REQUIRED ACTION:
Print each of the records below, leaving every word as it is.

Stored items
################

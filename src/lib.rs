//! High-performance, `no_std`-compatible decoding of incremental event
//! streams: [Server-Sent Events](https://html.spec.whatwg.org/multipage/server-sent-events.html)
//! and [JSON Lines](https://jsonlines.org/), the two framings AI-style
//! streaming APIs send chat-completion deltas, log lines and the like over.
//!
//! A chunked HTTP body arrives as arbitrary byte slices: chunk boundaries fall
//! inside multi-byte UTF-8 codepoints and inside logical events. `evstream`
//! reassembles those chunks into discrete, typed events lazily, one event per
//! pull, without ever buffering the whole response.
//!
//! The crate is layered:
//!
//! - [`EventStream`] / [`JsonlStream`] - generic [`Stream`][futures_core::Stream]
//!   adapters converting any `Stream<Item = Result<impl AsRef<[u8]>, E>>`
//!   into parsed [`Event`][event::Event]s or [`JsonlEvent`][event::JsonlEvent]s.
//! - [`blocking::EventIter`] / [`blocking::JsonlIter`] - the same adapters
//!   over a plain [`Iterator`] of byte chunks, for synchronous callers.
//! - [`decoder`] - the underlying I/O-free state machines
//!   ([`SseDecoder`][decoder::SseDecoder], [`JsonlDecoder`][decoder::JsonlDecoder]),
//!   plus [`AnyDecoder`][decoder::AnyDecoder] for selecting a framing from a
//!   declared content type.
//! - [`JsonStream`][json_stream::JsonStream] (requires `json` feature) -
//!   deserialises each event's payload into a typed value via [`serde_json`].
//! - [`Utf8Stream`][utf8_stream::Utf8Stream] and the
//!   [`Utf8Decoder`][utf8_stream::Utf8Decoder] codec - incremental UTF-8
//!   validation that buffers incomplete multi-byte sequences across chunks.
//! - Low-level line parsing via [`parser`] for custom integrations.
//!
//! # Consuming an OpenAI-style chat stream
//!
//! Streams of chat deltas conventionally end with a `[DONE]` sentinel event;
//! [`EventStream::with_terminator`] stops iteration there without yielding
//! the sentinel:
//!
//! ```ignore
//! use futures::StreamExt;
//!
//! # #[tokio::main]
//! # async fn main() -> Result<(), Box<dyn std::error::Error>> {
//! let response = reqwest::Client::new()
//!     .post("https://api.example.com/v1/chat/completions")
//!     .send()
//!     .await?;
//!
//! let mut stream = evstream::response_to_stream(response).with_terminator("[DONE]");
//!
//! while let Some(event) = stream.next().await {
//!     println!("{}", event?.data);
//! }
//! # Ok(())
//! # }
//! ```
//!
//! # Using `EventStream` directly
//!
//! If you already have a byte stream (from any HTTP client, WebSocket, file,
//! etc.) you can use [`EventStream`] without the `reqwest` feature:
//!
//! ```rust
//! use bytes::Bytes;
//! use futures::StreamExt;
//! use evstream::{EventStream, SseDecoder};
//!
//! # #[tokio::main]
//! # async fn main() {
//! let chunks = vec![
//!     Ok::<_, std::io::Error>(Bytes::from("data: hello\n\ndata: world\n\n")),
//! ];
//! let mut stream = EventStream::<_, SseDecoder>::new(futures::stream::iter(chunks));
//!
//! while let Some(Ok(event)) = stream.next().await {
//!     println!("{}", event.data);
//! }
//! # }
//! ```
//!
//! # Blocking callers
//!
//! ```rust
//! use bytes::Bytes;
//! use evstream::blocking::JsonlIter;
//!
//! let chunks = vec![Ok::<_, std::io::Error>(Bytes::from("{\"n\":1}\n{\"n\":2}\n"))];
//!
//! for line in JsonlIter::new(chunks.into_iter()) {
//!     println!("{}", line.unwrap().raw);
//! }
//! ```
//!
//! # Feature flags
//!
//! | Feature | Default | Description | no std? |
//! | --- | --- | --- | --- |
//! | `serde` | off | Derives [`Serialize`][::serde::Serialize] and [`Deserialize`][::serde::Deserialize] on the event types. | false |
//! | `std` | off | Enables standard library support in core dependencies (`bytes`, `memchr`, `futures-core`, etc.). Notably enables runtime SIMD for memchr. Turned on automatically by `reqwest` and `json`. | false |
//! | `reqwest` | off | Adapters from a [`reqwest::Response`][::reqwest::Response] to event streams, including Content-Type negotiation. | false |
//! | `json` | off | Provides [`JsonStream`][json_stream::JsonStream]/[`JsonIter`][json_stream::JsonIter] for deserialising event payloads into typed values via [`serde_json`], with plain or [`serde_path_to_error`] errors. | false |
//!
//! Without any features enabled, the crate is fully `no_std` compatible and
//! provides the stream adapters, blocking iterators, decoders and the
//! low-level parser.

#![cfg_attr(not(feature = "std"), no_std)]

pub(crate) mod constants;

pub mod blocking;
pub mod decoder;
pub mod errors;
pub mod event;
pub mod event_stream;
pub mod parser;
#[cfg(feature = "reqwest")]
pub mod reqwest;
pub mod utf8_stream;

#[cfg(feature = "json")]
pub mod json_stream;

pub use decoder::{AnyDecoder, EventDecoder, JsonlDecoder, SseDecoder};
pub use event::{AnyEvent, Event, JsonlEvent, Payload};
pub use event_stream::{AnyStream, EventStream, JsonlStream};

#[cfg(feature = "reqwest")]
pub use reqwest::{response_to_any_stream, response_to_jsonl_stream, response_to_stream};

################

SOLVED PROBLEM:
filename src/lib.rs
//! High-performance, `no_std`-compatible decoding of incremental event
//! streams: [Server-Sent Events](https://html.spec.whatwg.org/multipage/server-sent-events.html)
//! and [JSON Lines](https://jsonlines.org/), the two framings AI-style
//! streaming APIs send chat-completion deltas, log lines and the like over.
//!
//! A chunked HTTP body arrives as arbitrary byte slices: chunk boundaries fall
//! inside multi-byte UTF-8 codepoints and inside logical events. `evstream`
//! reassembles those chunks into discrete, typed events lazily, one event per
//! pull, without ever buffering the whole response.
//!
//! The crate is layered:
//!
//! - [`EventStream`] / [`JsonlStream`] - generic [`Stream`][futures_core::Stream]
//!   adapters converting any `Stream<Item = Result<impl AsRef<[u8]>, E>>`
//!   into parsed [`Event`][event::Event]s or [`JsonlEvent`][event::JsonlEvent]s.
//! - [`blocking::EventIter`] / [`blocking::JsonlIter`] - the same adapters
//!   over a plain [`Iterator`] of byte chunks, for synchronous callers.
//! - [`decoder`] - the underlying I/O-free state machines
//!   ([`SseDecoder`][decoder::SseDecoder], [`JsonlDecoder`][decoder::JsonlDecoder]),
//!   plus [`AnyDecoder`][decoder::AnyDecoder] for selecting a framing from a
//!   declared content type.
//! - [`JsonStream`][json_stream::JsonStream] (requires `json` feature) -
//!   deserialises each event's payload into a typed value via [`serde_json`].
//! - [`Utf8Stream`][utf8_stream::Utf8Stream] and the
//!   [`Utf8Decoder`][utf8_stream::Utf8Decoder] codec - incremental UTF-8
//!   validation that buffers incomplete multi-byte sequences across chunks.
//! - Low-level line parsing via [`parser`] for custom integrations.
//!
//! # Consuming an OpenAI-style chat stream
//!
//! Streams of chat deltas conventionally end with a `[DONE]` sentinel event;
//! [`EventStream::with_terminator`] stops iteration there without yielding
//! the sentinel:
//!
//! ```ignore
//! use futures::StreamExt;
//!
//! # #[tokio::main]
//! # async fn main() -> Result<(), Box<dyn std::error::Error>> {
//! let response = reqwest::Client::new()
//!     .post("https://api.example.com/v1/chat/completions")
//!     .send()
//!     .await?;
//!
//! let mut stream = evstream::response_to_stream(response).with_terminator("[DONE]");
//!
//! while let Some(event) = stream.next().await {
//!     println!("{}", event?.data);
//! }
//! # Ok(())
//! # }
//! ```
//!
//! # Using `EventStream` directly
//!
//! If you already have a byte stream (from any HTTP client, WebSocket, file,
//! etc.) you can use [`EventStream`] without the `reqwest` feature:
//!
//! ```rust
//! use bytes::Bytes;
//! use futures::StreamExt;
//! use evstream::{EventStream, SseDecoder};
//!
//! # #[tokio::main]
//! # async fn main() {
//! let chunks = vec![
//!     Ok::<_, std::io::Error>(Bytes::from("data: hello\n\ndata: world\n\n")),
//! ];
//! let mut stream = EventStream::<_, SseDecoder>::new(futures::stream::iter(chunks));
//!
//! while let Some(Ok(event)) = stream.next().await {
//!     println!("{}", event.data);
//! }
//! # }
//! ```
//!
//! # Blocking callers
//!
//! ```rust
//! use bytes::Bytes;
//! use evstream::blocking::JsonlIter;
//!
//! let chunks = vec![Ok::<_, std::io::Error>(Bytes::from("{\"n\":1}\n{\"n\":2}\n"))];
//!
//! for line in JsonlIter::new(chunks.into_iter()) {
//!     println!("{}", line.unwrap().raw);
//! }
//! ```
//!
//! # Feature flags
//!
//! | Feature | Default | Description | no std? |
//! | --- | --- | --- | --- |
//! | `serde` | off | Derives [`Serialize`][::serde::Serialize] and [`Deserialize`][::serde::Deserialize] on the event types. | false |
//! | `std` | off | Enables standard library support in core dependencies (`bytes`, `memchr`, `futures-core`, etc.). Notably enables runtime SIMD for memchr. Turned on automatically by `reqwest` and `json`. | false |
//! | `reqwest` | off | Adapters from a [`reqwest::Response`][::reqwest::Response] to event streams, including Content-Type negotiation. | false |
//! | `json` | off | Provides [`JsonStream`][json_stream::JsonStream]/[`JsonIter`][json_stream::JsonIter] for deserialising event payloads into typed values via [`serde_json`], with plain or [`serde_path_to_error`] errors. | false |
//!
//! Without any features enabled, the crate is fully `no_std` compatible and
//! provides the stream adapters, blocking iterators, decoders and the
//! low-level parser.

#![cfg_attr(not(feature = "std"), no_std)]

pub(crate) mod constants;

pub mod blocking;
pub mod decoder;
pub mod errors;
pub mod event;
pub mod event_stream;
pub mod parser;
#[cfg(feature = "reqwest")]
pub mod reqwest;
pub mod utf8_stream;

#[cfg(feature = "json")]
pub mod json_stream;

pub use decoder::{AnyDecoder, EventDecoder, JsonlDecoder, SseDecoder};
pub use event::{AnyEvent, Event, JsonlEvent, Payload};
pub use event_stream::{AnyStream, EventStream, JsonlStream};

#[cfg(feature = "reqwest")]
pub use reqwest::{response_to_any_stream, response_to_jsonl_stream, response_to_stream};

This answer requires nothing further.